In the listing below, every line with the word "BadMagic" needs to be copied.
● ● ●
//! Multi-table workbook documents.
//!
//! # Binary Layout
//!
//! ```text
//! ┌──────────┬─────────┬──────────────────────────────┐
//! │ CAMPUSWB │ version │ CBOR body                    │
//! │ 8 bytes  │ 1 byte  │ [{name, rows: [[text]]}, ..] │
//! └──────────┴─────────┴──────────────────────────────┘
//! ```
//!
//! Sheets keep their insertion order. Sheets whose names are not part of
//! the schema are preserved but ignored by importers.

use crate::error::{CodecError, CodecResult};
use crate::table::{Table, TableName};
use serde::{Deserialize, Serialize};

/// Magic bytes at the start of every workbook document.
pub const MAGIC: &[u8; 8] = b"CAMPUSWB";

/// Current workbook format version.
pub const FORMAT_VERSION: u8 = 1;

#[derive(Serialize, Deserialize)]
struct Sheet {
    name: String,
    rows: Vec<Vec<String>>,
}

/// An in-memory spreadsheet-like document: named tables in order.
#[derive(Debug, Clone, Default, PartialEq, Eq)]
pub struct Workbook {
    sheets: Vec<(String, Table)>,
}

impl Workbook {
    /// Creates an empty workbook.
    #[must_use]
    pub fn new() -> Self {
        Self::default()
    }

    /// Inserts a sheet, replacing any sheet with the same name in place.
    pub fn insert(&mut self, name: impl Into<String>, table: Table) {
        let name = name.into();
        match self.sheets.iter_mut().find(|(n, _)| *n == name) {
            Some((_, existing)) => *existing = table,
            None => self.sheets.push((name, table)),
        }
    }

    /// Inserts one of the schema tables.
    pub fn insert_table(&mut self, name: TableName, table: Table) {
        self.insert(name.as_str(), table);
    }

    /// Returns the sheet called `name`.
    #[must_use]
    pub fn get(&self, name: &str) -> Option<&Table> {
        self.sheets
            .iter()
            .find(|(n, _)| n == name)
            .map(|(_, table)| table)
    }

    /// Returns the schema table `name`, if the workbook has it.
    #[must_use]
    pub fn table(&self, name: TableName) -> Option<&Table> {
        self.get(name.as_str())
    }

    /// Returns the sheet names in order.
    pub fn sheet_names(&self) -> impl Iterator<Item = &str> {
        self.sheets.iter().map(|(n, _)| n.as_str())
    }

    /// Returns the number of sheets.
    #[must_use]
    pub fn len(&self) -> usize {
        self.sheets.len()
    }

    /// Returns true if the workbook has no sheets.
    #[must_use]
    pub fn is_empty(&self) -> bool {
        self.sheets.is_empty()
    }

    /// Encodes the workbook into a binary buffer.
    ///
    /// # Errors
    ///
    /// Returns `EncodingFailed` if the CBOR writer fails.
    pub fn to_bytes(&self) -> CodecResult<Vec<u8>> {
        let body: Vec<Sheet> = self
            .sheets
            .iter()
            .map(|(name, table)| Sheet {
                name: name.clone(),
                rows: table.rows().to_vec(),
            })
            .collect();

        let mut out = Vec::with_capacity(MAGIC.len() + 1);
        out.extend_from_slice(MAGIC);
        out.push(FORMAT_VERSION);
        ciborium::into_writer(&body, &mut out).map_err(|e| CodecError::encoding(e.to_string()))?;
        Ok(out)
    }

    /// Decodes a workbook from a binary buffer.
    ///
    /// # Errors
    ///
    /// Returns:
    /// - `BadMagic` if the buffer is not a workbook
    /// - `UnsupportedFormat` for an unknown version byte
    /// - `DecodingFailed` if the body is not valid CBOR of the expected shape
    pub fn from_bytes(bytes: &[u8]) -> CodecResult<Self> {
        let rest = bytes.strip_prefix(MAGIC.as_slice()).ok_or(CodecError::BadMagic)?;
        let (&version, body) = rest
            .split_first()
            .ok_or_else(|| CodecError::decoding("missing format version"))?;
        if version != FORMAT_VERSION {
            return Err(CodecError::UnsupportedFormat {
                found: version,
                expected: FORMAT_VERSION,
            });
        }

        let sheets: Vec<Sheet> =
            ciborium::from_reader(body).map_err(|e| CodecError::decoding(e.to_string()))?;

        let mut workbook = Workbook::new();
        for sheet in sheets {
            workbook.insert(sheet.name, Table::from_rows(sheet.rows));
        }
        Ok(workbook)
    }
}

#[cfg(test)]
mod tests {
    use super::*;

    fn courses() -> Table {
        Table::with_header(TableName::Courses.header().iter().copied())
            .row(["CS101", "Introduction to Programming", "3", "FAC001", "STU001,STU002"])
            .row(["CS201", "Data Structures", "4", "", ""])
    }

    #[test]
    fn workbook_round_trip() {
        let mut workbook = Workbook::new();
        workbook.insert_table(TableName::Courses, courses());
        workbook.insert("Notes", Table::with_header(["anything"]));

        let decoded = Workbook::from_bytes(&workbook.to_bytes().unwrap()).unwrap();
        assert_eq!(decoded, workbook);
        assert_eq!(decoded.sheet_names().collect::<Vec<_>>(), ["Courses", "Notes"]);
    }

    #[test]
    fn insert_replaces_in_place() {
        let mut workbook = Workbook::new();
        workbook.insert("A", Table::new());
        workbook.insert("B", Table::new());
        workbook.insert("A", courses());
        assert_eq!(workbook.len(), 2);
        assert_eq!(workbook.sheet_names().next(), Some("A"));
        assert!(workbook.get("A").unwrap().has_data());
    }

    #[test]
    fn rejects_foreign_buffers() {
        assert_eq!(Workbook::from_bytes(b"PK\x03\x04"), Err(CodecError::BadMagic));
        assert_eq!(Workbook::from_bytes(b""), Err(CodecError::BadMagic));
    }

    #[test]
    fn rejects_unknown_version() {
        let mut bytes = MAGIC.to_vec();
        bytes.push(FORMAT_VERSION + 1);
        assert!(matches!(
            Workbook::from_bytes(&bytes),
            Err(CodecError::UnsupportedFormat { .. })
        ));
    }

    #[test]
    fn rejects_truncated_body() {
        let mut workbook = Workbook::new();
        workbook.insert_table(TableName::Courses, courses());
        let bytes = workbook.to_bytes().unwrap();
        let truncated = &bytes[..bytes.len() - 5];
        assert!(matches!(
            Workbook::from_bytes(truncated),
            Err(CodecError::DecodingFailed { .. })
        ));
    }

    #[test]
    fn missing_version_byte_is_decoding_error() {
        assert!(matches!(
            Workbook::from_bytes(MAGIC),
            Err(CodecError::DecodingFailed { .. })
        ));
    }
}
● ● ●
COMPLETED EXERCISE:
    /// - `BadMagic` if the buffer is not a workbook
        let rest = bytes.strip_prefix(MAGIC.as_slice()).ok_or(CodecError::BadMagic)?;
        assert_eq!(Workbook::from_bytes(b"PK\x03\x04"), Err(CodecError::BadMagic));
        assert_eq!(Workbook::from_bytes(b""), Err(CodecError::BadMagic));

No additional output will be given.